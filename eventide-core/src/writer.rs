//! Stream writer: turns a unit of work into rows inside one transaction.
//!
//! Commit order is fixed: stream actions (in the order they were first
//! queued), then archive/tombstone commands, then inline projections over the
//! freshly written events, then queued document operations. Any failure drops
//! the transaction, so a unit of work is all-or-nothing.

use chrono::{DateTime, Utc};
use uuid::Uuid;

use crate::{
    concurrency::{StreamIdCollision, UnexpectedVersion},
    event::{Event, StreamId},
    options::StoreOptions,
    projection::TransactionContext,
    session::SessionError,
    store::{EventStore, NewStream, StoreTransaction, StreamInsert},
    tracker::{ActionKind, StreamAction, StreamCommand, WorkTracker},
};

/// Outcome of one stream action.
#[derive(Clone, Debug, PartialEq, Eq)]
pub struct CommittedStream {
    pub stream_id: StreamId,
    /// Stream version after the commit.
    pub version: i64,
    /// Sequences assigned to the appended events, in append order.
    pub sequences: Vec<i64>,
}

/// What a successful `save_changes` wrote.
#[derive(Clone, Debug, Default, PartialEq, Eq)]
pub struct CommitSummary {
    pub streams: Vec<CommittedStream>,
}

impl CommitSummary {
    #[must_use]
    pub fn stream(&self, id: &StreamId) -> Option<&CommittedStream> {
        self.streams.iter().find(|s| s.stream_id == *id)
    }

    /// Highest sequence written, or `None` if no events were appended.
    #[must_use]
    pub fn last_sequence(&self) -> Option<i64> {
        self.streams
            .iter()
            .filter_map(|s| s.sequences.last().copied())
            .max()
    }
}

fn count(len: usize) -> i64 {
    i64::try_from(len).unwrap_or(i64::MAX)
}

#[tracing::instrument(
    skip(store, options, work),
    fields(
        actions = work.actions().len(),
        events = work.event_count(),
        commands = work.commands().len(),
    )
)]
pub(crate) async fn commit<S: EventStore>(
    store: &S,
    options: &StoreOptions,
    tenant_id: &str,
    work: WorkTracker,
) -> Result<CommitSummary, SessionError<S::Error>> {
    if work.is_empty() {
        return Ok(CommitSummary::default());
    }

    let (actions, commands, operations) = work.into_parts();
    let now = Utc::now();
    let mut tx = store.begin().await.map_err(SessionError::Store)?;
    let mut summary = CommitSummary::default();
    let mut written = Vec::new();

    for action in actions {
        let events = write_action(&mut tx, tenant_id, action, now).await?;
        if let Some(last) = events.last() {
            summary.streams.push(CommittedStream {
                stream_id: last.stream_id.clone(),
                version: last.version,
                sequences: events.iter().map(|e| e.sequence).collect(),
            });
        }
        written.extend(events);
    }

    for command in &commands {
        match command {
            StreamCommand::Archive(id) => {
                tx.archive_stream(tenant_id, id)
                    .await
                    .map_err(SessionError::Store)?;
                tracing::debug!(stream_id = %id, "stream archived");
            }
            StreamCommand::Tombstone(id) => {
                tx.tombstone_stream(tenant_id, id)
                    .await
                    .map_err(SessionError::Store)?;
                tracing::debug!(stream_id = %id, "stream tombstoned");
            }
        }
    }

    if !written.is_empty() && !options.inline.is_empty() {
        let mut ctx = TransactionContext::new(&mut tx);
        for projection in &options.inline {
            tracing::trace!(projection = projection.name(), "applying inline projection");
            projection
                .apply(&mut ctx, &written)
                .await
                .map_err(SessionError::Projection)?;
        }
    }

    for operation in &operations {
        tx.apply(operation).await.map_err(SessionError::Store)?;
    }

    tx.commit().await.map_err(SessionError::Store)?;
    tracing::debug!(events_written = written.len(), "unit of work committed");
    Ok(summary)
}

/// Write one stream action and return its events with sequences assigned.
async fn write_action<T: StoreTransaction>(
    tx: &mut T,
    tenant_id: &str,
    action: StreamAction,
    now: DateTime<Utc>,
) -> Result<Vec<Event>, SessionError<T::Error>> {
    let StreamAction {
        stream_id,
        kind,
        aggregate_type,
        expected_version,
        events: pending,
    } = action;
    let appended = count(pending.len());

    let current = match kind {
        ActionKind::Start => {
            let stream = NewStream {
                id: stream_id.clone(),
                tenant_id: tenant_id.to_owned(),
                aggregate_type,
                version: appended,
                timestamp: now,
            };
            match tx.insert_stream(&stream).await.map_err(SessionError::Store)? {
                StreamInsert::Inserted => 0,
                StreamInsert::AlreadyExists => {
                    return Err(StreamIdCollision { id: stream_id }.into());
                }
            }
        }
        ActionKind::Append => {
            let stream = NewStream {
                id: stream_id.clone(),
                tenant_id: tenant_id.to_owned(),
                aggregate_type,
                version: 0,
                timestamp: now,
            };
            tx.ensure_stream(&stream).await.map_err(SessionError::Store)?;
            let locked = tx
                .lock_stream(tenant_id, &stream_id)
                .await
                .map_err(SessionError::Store)?;
            let (version, is_archived) = locked.map_or((0, false), |l| (l.version, l.is_archived));

            if is_archived {
                return Err(SessionError::StreamArchived(stream_id));
            }
            if let Some(expected) = expected_version
                && expected != version
            {
                return Err(UnexpectedVersion {
                    stream_id,
                    expected,
                    actual: version,
                }
                .into());
            }
            version
        }
    };

    let mut events: Vec<Event> = pending
        .into_iter()
        .zip(1..)
        .map(|(pending, offset)| Event {
            sequence: 0,
            id: pending.id.unwrap_or_else(Uuid::new_v4),
            stream_id: stream_id.clone(),
            version: current + offset,
            alias: pending.alias,
            type_name: pending.type_name,
            data: pending.data,
            timestamp: now,
            tenant_id: tenant_id.to_owned(),
            is_archived: false,
        })
        .collect();

    let sequences = tx.insert_events(&events).await.map_err(SessionError::Store)?;
    for (event, sequence) in events.iter_mut().zip(sequences) {
        event.sequence = sequence;
    }

    if kind == ActionKind::Append {
        tx.update_stream_version(tenant_id, &stream_id, current + appended, now)
            .await
            .map_err(SessionError::Store)?;
    }

    tracing::trace!(
        stream_id = %stream_id,
        from_version = current + 1,
        to_version = current + appended,
        "stream action written"
    );
    Ok(events)
}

:::

• _TASK ITEM_:
Filter the preceding entries down to the lines with "were".

• _ANSWER TO THIS EXERCISE_:
//! Commit order is fixed: stream actions (in the order they were first
    /// Highest sequence written, or `None` if no events were appended.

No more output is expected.